The IRA owner sold stock to the IRA.
The IRA owner purchased stock from the IRA.
The IRA owner purchased real estate from the IRA.
Another great client example: Not only was the owner allowed to purchase real estate from their IRA, they were allowed to have their IRA carry back the mortgage on the property.
Our clients Hate paying interest to the bank. In this example, the IRA owner was allowed to have their IRA purchase the mortgage on their home. Now instead of having to write a check out to the bank each month, they write a check to their own IRA! Even though the interest is flowing into the IRA tax free, they still get the home interest deduction.
Another great aspect of this transaction is asset protection. Since the IRA owns the mortgage that means that the IRA also has a lien against the home. So now if somebody sues and wins a lawsuit against the IRA owner, the chances of the person who won the lawsuit collecting against the home is very minimal.
This is another incredible client case! This was a transaction that allowed an individual to have his IRA loan money to his 100% owned corporation! Once again, the IRA loaned money to a corporation 100% owned by the IRA owner. This individual was now able to access all that money in a totally tax free manner.

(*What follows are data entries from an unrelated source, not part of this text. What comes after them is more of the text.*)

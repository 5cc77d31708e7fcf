// src/pipeline/mod.rs
//
// Stages of one reference's journey: fetch, extract text, extract fields.
// Readers and writers sit at either end of a run.

pub mod extractors;
pub mod fetcher;
pub mod fields;
pub mod readers;
pub mod writers;
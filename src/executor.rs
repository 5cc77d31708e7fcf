use std::time::Instant;

use rayon::prelude::*;
use tracing::{debug, info_span, warn};

use crate::config::PipelineConfig;
use crate::data_model::{DocumentReference, ErrorTag, ProcessingResult};
use crate::error::{PipelineError, Result};
use crate::pipeline::extractors::ExtractionChain;
use crate::pipeline::fetcher::{Fetcher, HttpFetcher};
use crate::pipeline::fields::FieldExtractor;
use crate::utils::prometheus_metrics::{
    DOWNLOAD_ERRORS_TOTAL, OCR_ERRORS_TOTAL, RECORDS_PARSED_TOTAL, REFERENCES_IN_FLIGHT,
    REFERENCES_PROCESSED_TOTAL, REFERENCE_DURATION_SECONDS,
};

/// Runs fetch → text extraction → field extraction for each reference.
///
/// Every stage is shared read-only between workers; each reference is
/// processed independently and always yields exactly one result.
pub struct PipelineExecutor {
    fetcher: Box<dyn Fetcher>,
    chain: ExtractionChain,
    fields: FieldExtractor,
}

impl PipelineExecutor {
    pub fn new(fetcher: Box<dyn Fetcher>, chain: ExtractionChain, fields: FieldExtractor) -> Self {
        PipelineExecutor {
            fetcher,
            chain,
            fields,
        }
    }

    /// HTTP fetcher, standard extraction chain and configured rule table.
    pub fn from_config(config: &PipelineConfig) -> Result<Self> {
        Ok(PipelineExecutor::new(
            Box::new(HttpFetcher::new(&config.fetch)?),
            ExtractionChain::standard(&config.ocr),
            FieldExtractor::from_config(config)?,
        ))
    }

    pub fn run_single(&self, reference: &str) -> ProcessingResult {
        let _span = info_span!("process_reference", url = reference).entered();
        let started = Instant::now();
        REFERENCES_IN_FLIGHT.inc();

        let result = self.process(reference);

        REFERENCES_IN_FLIGHT.dec();
        REFERENCES_PROCESSED_TOTAL.inc();
        REFERENCE_DURATION_SECONDS.observe(started.elapsed().as_secs_f64());
        result
    }

    fn process(&self, reference: &str) -> ProcessingResult {
        let document = match self.fetcher.fetch(reference) {
            Ok(document) => document,
            Err(e) => {
                DOWNLOAD_ERRORS_TOTAL.inc();
                warn!(url = reference, error = %e, "Download failed");
                return ProcessingResult::failed(reference, None, ErrorTag::download(fetch_cause(e)));
            }
        };

        let extracted = match self.chain.extract(&document) {
            Ok(extracted) => extracted,
            Err(e) => {
                OCR_ERRORS_TOTAL.inc();
                warn!(url = reference, error = %e, "OCR fallback failed");
                return ProcessingResult::failed(
                    reference,
                    Some(document.path),
                    ErrorTag::ocr(ocr_cause(e)),
                );
            }
        };
        debug!(
            url = reference,
            strategy = extracted.strategy.unwrap_or("none"),
            chars = extracted.text.len(),
            "Text extracted"
        );

        let record = self.fields.extract_fields(&extracted.text);
        RECORDS_PARSED_TOTAL.inc();
        ProcessingResult::parsed(reference, document.path, record, extracted.strategy)
    }

    /// Processes all references on a pool of `workers` threads and blocks until
    /// every one has a result. `on_done` is called from the worker thread as
    /// each reference finishes. Results come back in input order.
    pub fn run_batch_parallel<F>(
        &self,
        references: &[DocumentReference],
        workers: usize,
        on_done: F,
    ) -> Result<Vec<ProcessingResult>>
    where
        F: Fn(&ProcessingResult) + Send + Sync,
    {
        let pool = rayon::ThreadPoolBuilder::new()
            .num_threads(workers)
            .thread_name(|i| format!("harvest-worker-{}", i))
            .build()?;

        Ok(pool.install(|| {
            references
                .par_iter()
                .map(|reference| {
                    let result = self.run_single(reference);
                    on_done(&result);
                    result
                })
                .collect()
        }))
    }
}

// The tag carries the underlying cause, not the "Failed to fetch" wrapper.
fn fetch_cause(error: PipelineError) -> String {
    match error {
        PipelineError::FetchError { source, .. } => source.to_string(),
        other => other.to_string(),
    }
}

fn ocr_cause(error: PipelineError) -> String {
    match error {
        PipelineError::OcrError(message) => message,
        other => other.to_string(),
    }
}
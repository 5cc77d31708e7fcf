use lopdf::Document;
use tracing::debug;

use super::base_extractor::TextExtractor;
use crate::data_model::FetchedDocument;
use crate::error::Result;

/// Secondary strategy: page-by-page text through `lopdf`.
#[derive(Debug, Default, Clone, Copy)]
pub struct LopdfExtractor;

impl LopdfExtractor {
    pub fn new() -> Self {
        LopdfExtractor
    }
}

impl TextExtractor for LopdfExtractor {
    fn name(&self) -> &'static str {
        "lopdf"
    }

    fn extract(&self, document: &FetchedDocument) -> Result<String> {
        let pdf = match Document::load_mem(&document.bytes) {
            Ok(pdf) => pdf,
            Err(e) => {
                debug!(url = %document.reference, error = %e, "lopdf could not load document");
                return Ok(String::new());
            }
        };

        // get_pages is keyed by page number, so iteration follows page order.
        let mut pages = Vec::new();
        for page_number in pdf.get_pages().keys() {
            match pdf.extract_text(&[*page_number]) {
                Ok(text) => pages.push(text),
                Err(e) => {
                    debug!(url = %document.reference, page = page_number, error = %e, "lopdf skipped page");
                }
            }
        }

        Ok(pages.join("\n").trim().to_string())
    }
}
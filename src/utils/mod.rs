// Utils

pub mod logging;
pub mod progress;
pub mod prometheus_metrics;
pub mod text;

pub use text::sanitize_cell;
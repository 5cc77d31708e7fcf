// src/config.rs
//
// Configuration comes from two layers: an optional YAML pipeline file and the
// command-line flags of the `harvest` binary, which override the file.

pub mod cli;
pub mod input;
pub mod pipeline;

pub use cli::Args;
pub use input::InputConfig;
pub use pipeline::{
    load_pipeline_config, FetchConfig, OcrConfig, OutputConfig, PipelineConfig, ReportFormat,
};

There were a couple of other very large benefits with this as well. The loan had to be paid back to the IRA, which of course generates interest. Since the loan was presumably for business purposes the interest would be allowed as a deduction for income tax purposes!
Then we get to the asset protection aspect. As a requirement to granting the exemption, the law required that the pension plan have collateral for the loan. The IRA owner then pledged their home and business assets as collateral for the loan. Just as with the prior exemption ruling, the individual now has absolutely fantastic asset protection. If somebody were to win a lawsuit against them, the lawsuit winner would be in second line behind the retirement plan for the ability to get the assets.
If you are a small business owner this exemption could save you thousands of dollars each year. In this transaction, the law said that businesses that sell tangible property via extensions of credit could have their retirement plans factor the accounts receivables. So if the normal discount for selling off the accounts receivables early would be 10%, that would mean that the business would report 10% less income each year. At the same time, that extra money would flow into the retirement plan in a totally tax-free manner.